Hareket mi tepki mi?
Refleksif tepkiler bilinçdışından gelir. Bastırılmış anılar ve duyguların bulunduğu zihin katmanlarına ulaşır. Aynı zamanda korkularımızın ve güvensizliklerimizin tetiklenmeyi beklediği yerdir. Travmalarımız burada saklıdır. Örneğin, savaş gazisi biri bir aracın egzoz patlamasını silah sesi gibi algılayıp kendini yere atabilir.
Benzer şekilde, yoğun baskı altında kaldığımızda ya da beklenmedik kötü bir haber aldığımızda, kendimizi tutamayabilir, istemediğimiz şeyler söyleyebiliriz. Kaç kere anlık tepkilerle hareket ettik, sonra ‘Neden bunu söyledim?’ diye pişman olduk? Şaşkınlıkla ağlayabilir ya da içine kapanabiliriz. Bilinçdışı düşünmez ya da yönetilmez, tamamen doğaldır ve bu yüzden tepkiseldir.

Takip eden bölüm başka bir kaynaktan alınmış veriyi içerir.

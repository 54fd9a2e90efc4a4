use anyhow::{Context, anyhow};
use chrono::{Duration, Utc};
use sqlx::PgPool;
use tracing::instrument;

use schoolbase_core::AppError;
use schoolbase_models::ids::{NotificationId, StudentId, UserId};

use crate::modules::notifications::model::{
    LinkedStudent, MarkedRead, Notification, NotificationListParams, NotificationPreference,
    PreferencesUpdate, UnreadCount,
};

const NOTIFICATION_COLUMNS: &str =
    "id, user_id, notification_type, title, message, data, is_read, created_at, read_at";

const PREFERENCE_COLUMNS: &str = "user_id, grade_updated, attendance_marked, fee_reminder, fee_payment_confirmed, disciplinary_case, timetable_updated, general_announcement, email_enabled, sms_enabled, push_enabled";

pub struct NotificationService;

impl NotificationService {
    #[instrument(skip(db))]
    pub async fn list_for_user(
        db: &PgPool,
        user_id: UserId,
        params: &NotificationListParams,
    ) -> Result<Vec<Notification>, AppError> {
        let notifications = sqlx::query_as::<_, Notification>(&format!(
            r#"
            SELECT {NOTIFICATION_COLUMNS}
            FROM notifications
            WHERE user_id = $1 AND (NOT $2 OR is_read = FALSE)
            ORDER BY created_at DESC, id
            LIMIT $3 OFFSET $4
            "#
        ))
        .bind(user_id)
        .bind(params.unread_only())
        .bind(params.limit())
        .bind(params.offset())
        .fetch_all(db)
        .await
        .context("Failed to fetch notifications")
        .map_err(AppError::database)?;

        Ok(notifications)
    }

    #[instrument(skip(db))]
    pub async fn unread_count(db: &PgPool, user_id: UserId) -> Result<UnreadCount, AppError> {
        let count: i64 = sqlx::query_scalar(
            "SELECT COUNT(*) FROM notifications WHERE user_id = $1 AND is_read = FALSE",
        )
        .bind(user_id)
        .fetch_one(db)
        .await
        .context("Failed to count unread notifications")
        .map_err(AppError::database)?;

        Ok(UnreadCount { count })
    }

    /// Another user's notification is reported as missing.
    #[instrument(skip(db))]
    pub async fn mark_read(
        db: &PgPool,
        user_id: UserId,
        id: NotificationId,
    ) -> Result<Notification, AppError> {
        sqlx::query_as::<_, Notification>(&format!(
            r#"
            UPDATE notifications
            SET is_read = TRUE, read_at = COALESCE(read_at, NOW())
            WHERE id = $1 AND user_id = $2
            RETURNING {NOTIFICATION_COLUMNS}
            "#
        ))
        .bind(id)
        .bind(user_id)
        .fetch_optional(db)
        .await
        .context("Failed to mark notification read")
        .map_err(AppError::database)?
        .ok_or_else(|| AppError::not_found(anyhow!("Notification not found")))
    }

    #[instrument(skip(db))]
    pub async fn mark_all_read(db: &PgPool, user_id: UserId) -> Result<MarkedRead, AppError> {
        let result = sqlx::query(
            r#"
            UPDATE notifications
            SET is_read = TRUE, read_at = NOW()
            WHERE user_id = $1 AND is_read = FALSE
            "#,
        )
        .bind(user_id)
        .execute(db)
        .await
        .context("Failed to mark notifications read")
        .map_err(AppError::database)?;

        Ok(MarkedRead {
            updated: result.rows_affected(),
        })
    }

    /// Stored preferences, or the defaults when the user never saved any.
    #[instrument(skip(db))]
    pub async fn preferences(
        db: &PgPool,
        user_id: UserId,
    ) -> Result<NotificationPreference, AppError> {
        let stored = sqlx::query_as::<_, NotificationPreference>(&format!(
            "SELECT {PREFERENCE_COLUMNS} FROM notification_preferences WHERE user_id = $1"
        ))
        .bind(user_id)
        .fetch_optional(db)
        .await
        .context("Failed to fetch notification preferences")
        .map_err(AppError::database)?;

        Ok(stored.unwrap_or_else(|| NotificationPreference::defaults(user_id)))
    }

    #[instrument(skip(db, update))]
    pub async fn update_preferences(
        db: &PgPool,
        user_id: UserId,
        update: PreferencesUpdate,
    ) -> Result<NotificationPreference, AppError> {
        let mut prefs = Self::preferences(db, user_id).await?;
        update.apply(&mut prefs);

        let saved = sqlx::query_as::<_, NotificationPreference>(&format!(
            r#"
            INSERT INTO notification_preferences ({PREFERENCE_COLUMNS})
            VALUES ($1, $2, $3, $4, $5, $6, $7, $8, $9, $10, $11)
            ON CONFLICT (user_id) DO UPDATE
            SET grade_updated = EXCLUDED.grade_updated,
                attendance_marked = EXCLUDED.attendance_marked,
                fee_reminder = EXCLUDED.fee_reminder,
                fee_payment_confirmed = EXCLUDED.fee_payment_confirmed,
                disciplinary_case = EXCLUDED.disciplinary_case,
                timetable_updated = EXCLUDED.timetable_updated,
                general_announcement = EXCLUDED.general_announcement,
                email_enabled = EXCLUDED.email_enabled,
                sms_enabled = EXCLUDED.sms_enabled,
                push_enabled = EXCLUDED.push_enabled
            RETURNING {PREFERENCE_COLUMNS}
            "#
        ))
        .bind(prefs.user_id)
        .bind(prefs.grade_updated)
        .bind(prefs.attendance_marked)
        .bind(prefs.fee_reminder)
        .bind(prefs.fee_payment_confirmed)
        .bind(prefs.disciplinary_case)
        .bind(prefs.timetable_updated)
        .bind(prefs.general_announcement)
        .bind(prefs.email_enabled)
        .bind(prefs.sms_enabled)
        .bind(prefs.push_enabled)
        .fetch_one(db)
        .await
        .context("Failed to save notification preferences")
        .map_err(AppError::database)?;

        tracing::info!(user_id = %user_id, "Notification preferences updated");
        Ok(saved)
    }

    #[instrument(skip(db))]
    pub async fn linked_students(
        db: &PgPool,
        parent_id: UserId,
    ) -> Result<Vec<LinkedStudent>, AppError> {
        let students = sqlx::query_as::<_, LinkedStudent>(
            r#"
            SELECT s.id, s.admission_no, s.first_name || ' ' || s.last_name AS full_name,
                   s.class_name, gl.can_access_grades, gl.can_access_attendance,
                   gl.can_access_fees, gl.can_access_disciplinary
            FROM guardian_links gl
            JOIN students s ON s.id = gl.student_id
            WHERE gl.parent_user_id = $1
            ORDER BY s.last_name, s.first_name, s.id
            "#,
        )
        .bind(parent_id)
        .fetch_all(db)
        .await
        .context("Failed to fetch linked students")
        .map_err(AppError::database)?;

        Ok(students)
    }

    /// The guardian's own notifications about one of their linked students.
    #[instrument(skip(db))]
    pub async fn for_linked_student(
        db: &PgPool,
        parent_id: UserId,
        student_id: StudentId,
        params: &NotificationListParams,
    ) -> Result<Vec<Notification>, AppError> {
        let linked: bool = sqlx::query_scalar(
            "SELECT EXISTS(SELECT 1 FROM guardian_links WHERE parent_user_id = $1 AND student_id = $2)",
        )
        .bind(parent_id)
        .bind(student_id)
        .fetch_one(db)
        .await
        .context("Failed to check guardian link")
        .map_err(AppError::database)?;

        if !linked {
            return Err(AppError::forbidden("You are not linked to this student"));
        }

        let notifications = sqlx::query_as::<_, Notification>(&format!(
            r#"
            SELECT {NOTIFICATION_COLUMNS}
            FROM notifications
            WHERE user_id = $1 AND data->>'student_id' = $2
              AND (NOT $3 OR is_read = FALSE)
            ORDER BY created_at DESC, id
            LIMIT $4 OFFSET $5
            "#
        ))
        .bind(parent_id)
        .bind(student_id.to_string())
        .bind(params.unread_only())
        .bind(params.limit())
        .bind(params.offset())
        .fetch_all(db)
        .await
        .context("Failed to fetch student notifications")
        .map_err(AppError::database)?;

        Ok(notifications)
    }

    /// Deletes read notifications older than `days`.
    #[instrument(skip(db))]
    pub async fn purge_read_older_than(db: &PgPool, days: i64) -> Result<u64, AppError> {
        let cutoff = Utc::now() - Duration::days(days);
        let result = sqlx::query("DELETE FROM notifications WHERE is_read = TRUE AND created_at < $1")
            .bind(cutoff)
            .execute(db)
            .await
            .context("Failed to purge old notifications")
            .map_err(AppError::database)?;

        Ok(result.rows_affected())
    }
}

Sorun, bu tür tepkilerin farkındalık veya analiz olmadan yargılara dönüşmesidir. Duygular, her ne kadar iyi göstergeler olsa da baskı altındayken bizi yanıltabilir, hatta yanlış kararlar almamıza neden olabilir.
Reflektif etki
Refleksif tepkilerin aksine, duygusal yansıtma (reflection), amigdala tepkisini devre dışı bırakıp düşünmeyi sağlayan ön kortekse geri dönmeyi hedefler. Bu süreç, bizi üzen şeyin neden bu etkiyi yarattığını anlamak için bir adım geri atmamızı sağlar. Bu, durum üzerinde netlik ve perspektif kazanmamıza olanak tanır. Yani duygusal işleme sürecidir.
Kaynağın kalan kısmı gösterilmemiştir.